Updated on 2025-05-22 GMT+08:00

OPS06-02 Defining Observable Objects

  • Risk level

    High

  • Key strategies

    The following table shows how to classify observable objects.

    Observability Layer

    Function/Major Metric

    IT resource monitoring

    IT resource monitoring monitors and reports the performance and capacity of IT resources to ensure stable and reliable running of your services.

    Application monitoring

    Application monitoring tracks resources across different layers (applications, service components, and environments) based on application and resource management. Each layer has its own set of metrics that are monitored. Monitor alarm information at the business, application, middleware, and infrastructure layers, and bind the dashboards to display system charts, metric sources, and log sources in charts. It is important to focus on metrics like available memory, the number of WAITING threads, and the number of TIMED_WAITING threads.

    Process monitoring

    Process monitoring is used to monitor active processes on a host. By default, information such as CPU usage, memory usage, and the number of opened files of these processes is collected. If you have customized process monitoring, the number of processes containing keywords is also monitored. It is important to focus on metrics like the number of running processes, idle processes, and zombie processes.

    Log monitoring

    The log configuration service extracts specified keywords from logs. This helps you use the monitoring service to monitor and report alarms for key metrics in logs. It is important to focus on the metrics like log size, the number of access logs, and the number of error logs.

    Custom monitoring

    The custom monitoring page displays all the metrics defined by yourself. You can call APIs to report collected monitoring data of those metrics to the monitoring service.

    Middleware monitoring

    The monitoring platform allows you to quickly install and configure middleware plug-ins and offers ready-to-use dashboards for monitoring. Currently, the following middleware plug-ins are supported:

    MySQL, Redis, MongoDB, Nginx, Node, HAProxy, COMP_EXPORTER, COMP_REDIS_EXPORTER, and COMP_MYSQL_EXPORTER

    Server monitoring

    It provides basic monitoring and OS monitoring of different monitoring granularities. Basic monitoring monitors metrics reported by ECSs. OS monitoring provides proactive, fine-grained OS monitoring for ECSs, and it requires the agent (a plug-in) to be installed on all ECSs to be monitored. It is important to focus on metrics like CPU_UTIL, DISK_READ_BYTES_RATE, and outband incoming rate.
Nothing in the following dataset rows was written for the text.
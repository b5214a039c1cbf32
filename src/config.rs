use anyhow::{Context, Result};
use std::env;

#[derive(Debug, Clone, PartialEq, Eq)]
pub enum Environment {
    Dev,
    Staging,
    Prod,
}

impl Environment {
    pub fn from_str(s: &str) -> Self {
        match s.to_lowercase().as_str() {
            "prod" | "production" => Self::Prod,
            "staging" => Self::Staging,
            _ => Self::Dev,
        }
    }

    pub fn is_dev(&self) -> bool {
        matches!(self, Self::Dev)
    }

    pub fn is_prod(&self) -> bool {
        matches!(self, Self::Prod)
    }
}

#[derive(Debug, Clone)]
pub struct Settings {
    pub env: Environment,
    pub server_addr: String,
    pub tool_version: String,

    // Database (memory stores when unset)
    pub database_url: Option<String>,
    pub database_max_connections: u32,

    // Redis (AI result cache, optional)
    pub redis_url: Option<String>,
    pub redis_cache_ttl_seconds: u64,

    // CORS
    pub cors_allow_origins: Vec<String>,

    // Cognito
    pub cognito_region: Option<String>,
    pub cognito_user_pool_id: Option<String>,
    pub cognito_app_client_id: Option<String>,
    pub jwks_cache_ttl_seconds: u64,

    // Local HS256 tokens
    pub local_jwt_secret: Option<String>,
    pub local_jwt_ttl_seconds: u64,
    pub magic_link_enabled: bool,

    // LLM
    pub openai_api_key: Option<String>,
    pub openai_base_url: String,
    pub openai_model: String,
    pub ai_timeout_seconds: u64,

    // Object storage
    pub s3_bucket: Option<String>,
    pub s3_prefix: String,
    pub aws_region: Option<String>,

    // SAM.gov contract sync
    pub sam_api_key: Option<String>,
    pub sam_base_url: String,
    pub sam_sync_enabled: bool,
    pub sam_sync_interval_seconds: u64,
    pub sam_daily_request_quota: u32,
    pub sam_sync_days_back: u32,
    pub sam_sync_page_size: u32,
    pub sam_sync_query: Option<String>,

    // Scraper
    pub scraper_user_agent: String,

    pub max_upload_bytes: usize,
}

pub const DEFAULT_USER_AGENT: &str = "Mozilla/5.0 (Windows NT 10.0; Win64; x64) AppleWebKit/537.36 \
     (KHTML, like Gecko) Chrome/123.0.0.0 Safari/537.36 EstimationToolScraper/0.2";

impl Default for Settings {
    fn default() -> Self {
        Self {
            env: Environment::Dev,
            server_addr: "0.0.0.0:8000".to_string(),
            tool_version: env!("CARGO_PKG_VERSION").to_string(),
            database_url: None,
            database_max_connections: 10,
            redis_url: None,
            redis_cache_ttl_seconds: 3600,
            cors_allow_origins: vec![
                "http://localhost:3000".to_string(),
                "http://localhost:3001".to_string(),
                "http://127.0.0.1:3000".to_string(),
                "http://127.0.0.1:3001".to_string(),
            ],
            cognito_region: None,
            cognito_user_pool_id: None,
            cognito_app_client_id: None,
            jwks_cache_ttl_seconds: 1800,
            local_jwt_secret: Some("local-dev-secret-change-me".to_string()),
            local_jwt_ttl_seconds: 8 * 3600,
            magic_link_enabled: true,
            openai_api_key: None,
            openai_base_url: "https://api.openai.com/v1".to_string(),
            openai_model: "gpt-4o-mini".to_string(),
            ai_timeout_seconds: 60,
            s3_bucket: None,
            s3_prefix: String::new(),
            aws_region: None,
            sam_api_key: None,
            sam_base_url: "https://api.sam.gov".to_string(),
            sam_sync_enabled: false,
            sam_sync_interval_seconds: 6 * 3600,
            sam_daily_request_quota: 10,
            sam_sync_days_back: 7,
            sam_sync_page_size: 100,
            sam_sync_query: None,
            scraper_user_agent: DEFAULT_USER_AGENT.to_string(),
            max_upload_bytes: 25 * 1024 * 1024,
        }
    }
}

fn non_empty(key: &str) -> Option<String> {
    env::var(key)
        .ok()
        .map(|s| s.trim().to_string())
        .filter(|s| !s.is_empty())
}

fn parsed<T: std::str::FromStr>(key: &str, default: T) -> T {
    non_empty(key).and_then(|s| s.parse().ok()).unwrap_or(default)
}

fn flag(key: &str, default: bool) -> bool {
    match non_empty(key).map(|s| s.to_lowercase()) {
        Some(v) if matches!(v.as_str(), "1" | "true" | "yes" | "on") => true,
        Some(v) if matches!(v.as_str(), "0" | "false" | "no" | "off") => false,
        _ => default,
    }
}

impl Settings {
    pub fn from_env() -> Result<Self> {
        let defaults = Settings::default();
        let env = Environment::from_str(&env::var("ENV").unwrap_or_else(|_| "dev".to_string()));

        // Durable storage is mandatory outside local development
        let database_url = non_empty("DATABASE_URL");
        if env.is_prod() && database_url.is_none() {
            return Err(anyhow::anyhow!("DATABASE_URL")).context("DATABASE_URL must be set in production");
        }

        let cors_allow_origins = non_empty("CORS_ALLOW_ORIGINS")
            .map(|raw| {
                raw.split(',')
                    .map(|s| s.trim().to_string())
                    .filter(|s| !s.is_empty())
                    .collect()
            })
            .unwrap_or(defaults.cors_allow_origins);

        // The built-in development secret is never used outside dev
        let local_jwt_secret = match non_empty("LOCAL_JWT_SECRET") {
            Some(secret) => Some(secret),
            None if env.is_dev() => defaults.local_jwt_secret,
            None => None,
        };

        Ok(Settings {
            server_addr: non_empty("SERVER_ADDR").unwrap_or(defaults.server_addr),
            tool_version: non_empty("TOOL_VERSION").unwrap_or(defaults.tool_version),
            database_url,
            database_max_connections: parsed("DATABASE_MAX_CONNECTIONS", defaults.database_max_connections),
            redis_url: non_empty("REDIS_URL"),
            redis_cache_ttl_seconds: parsed("REDIS_CACHE_TTL_SECONDS", defaults.redis_cache_ttl_seconds),
            cors_allow_origins,
            cognito_region: non_empty("COGNITO_REGION").or_else(|| non_empty("AWS_REGION")),
            cognito_user_pool_id: non_empty("COGNITO_USER_POOL_ID"),
            cognito_app_client_id: non_empty("COGNITO_APP_CLIENT_ID"),
            jwks_cache_ttl_seconds: parsed("JWKS_CACHE_TTL_SECONDS", defaults.jwks_cache_ttl_seconds),
            local_jwt_secret,
            local_jwt_ttl_seconds: parsed("LOCAL_JWT_TTL_SECONDS", defaults.local_jwt_ttl_seconds),
            magic_link_enabled: flag("MAGIC_LINK_ENABLED", !env.is_prod()),
            openai_api_key: non_empty("OPENAI_API_KEY"),
            openai_base_url: non_empty("OPENAI_BASE_URL").unwrap_or(defaults.openai_base_url),
            openai_model: non_empty("OPENAI_MODEL").unwrap_or(defaults.openai_model),
            ai_timeout_seconds: parsed("AI_TIMEOUT_SECONDS", defaults.ai_timeout_seconds),
            s3_bucket: non_empty("S3_BUCKET").or_else(|| non_empty("S3_REPORT_BUCKET")),
            s3_prefix: non_empty("S3_PREFIX")
                .map(|p| p.trim_matches('/').to_string())
                .unwrap_or_default(),
            aws_region: non_empty("AWS_REGION").or_else(|| non_empty("AWS_DEFAULT_REGION")),
            sam_api_key: non_empty("SAM_API_KEY"),
            sam_base_url: non_empty("SAM_BASE_URL").unwrap_or(defaults.sam_base_url),
            sam_sync_enabled: flag("SAM_SYNC_ENABLED", defaults.sam_sync_enabled),
            sam_sync_interval_seconds: parsed("SAM_SYNC_INTERVAL_SECONDS", defaults.sam_sync_interval_seconds),
            sam_daily_request_quota: parsed("SAM_DAILY_REQUEST_QUOTA", defaults.sam_daily_request_quota),
            sam_sync_days_back: parsed("SAM_SYNC_DAYS_BACK", defaults.sam_sync_days_back),
            sam_sync_page_size: parsed("SAM_SYNC_PAGE_SIZE", defaults.sam_sync_page_size),
            sam_sync_query: non_empty("SAM_SYNC_QUERY"),
            scraper_user_agent: non_empty("SCRAPER_USER_AGENT").unwrap_or(defaults.scraper_user_agent),
            max_upload_bytes: parsed("MAX_UPLOAD_BYTES", defaults.max_upload_bytes),
            env,
        })
    }

    pub fn ai_configured(&self) -> bool {
        self.openai_api_key.is_some()
    }

    /// Issuer URL of the configured Cognito user pool.
    pub fn cognito_issuer(&self) -> Option<String> {
        match (&self.cognito_region, &self.cognito_user_pool_id) {
            (Some(region), Some(pool)) => Some(format!(
                "https://cognito-idp.{}.amazonaws.com/{}",
                region, pool
            )),
            _ => None,
        }
    }
}

#[cfg(test)]
mod tests {
    use super::*;

    #[test]
    fn test_environment_parsing() {
        assert_eq!(Environment::from_str("production"), Environment::Prod);
        assert_eq!(Environment::from_str("PROD"), Environment::Prod);
        assert_eq!(Environment::from_str("staging"), Environment::Staging);
        assert_eq!(Environment::from_str("anything"), Environment::Dev);
    }

    #[test]
    fn test_cognito_issuer_requires_region_and_pool() {
        let mut settings = Settings::default();
        assert!(settings.cognito_issuer().is_none());

        settings.cognito_region = Some("us-east-1".to_string());
        settings.cognito_user_pool_id = Some("us-east-1_abc".to_string());
        assert_eq!(
            settings.cognito_issuer().as_deref(),
            Some("https://cognito-idp.us-east-1.amazonaws.com/us-east-1_abc")
        );
    }

    #[test]
    fn test_defaults_are_local() {
        let settings = Settings::default();
        assert!(settings.env.is_dev());
        assert!(settings.database_url.is_none());
        assert!(!settings.ai_configured());
        assert!(settings.magic_link_enabled);
    }
}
    On-premises component monitoring

    Unified monitoring of on-premises components. The monitoring platform is interconnected with Grafana and Prometheus to monitor services, applications, and on-premises IDCs and middleware.

    Network performance management monitoring

    The full-link network that connects clients, networks, edges, and clouds is monitored. This helps you identify network faults quickly and keep track of the network's status. It is important to focus on metrics like application response time, DNS resolution time, TCP connection setup time, and access traffic.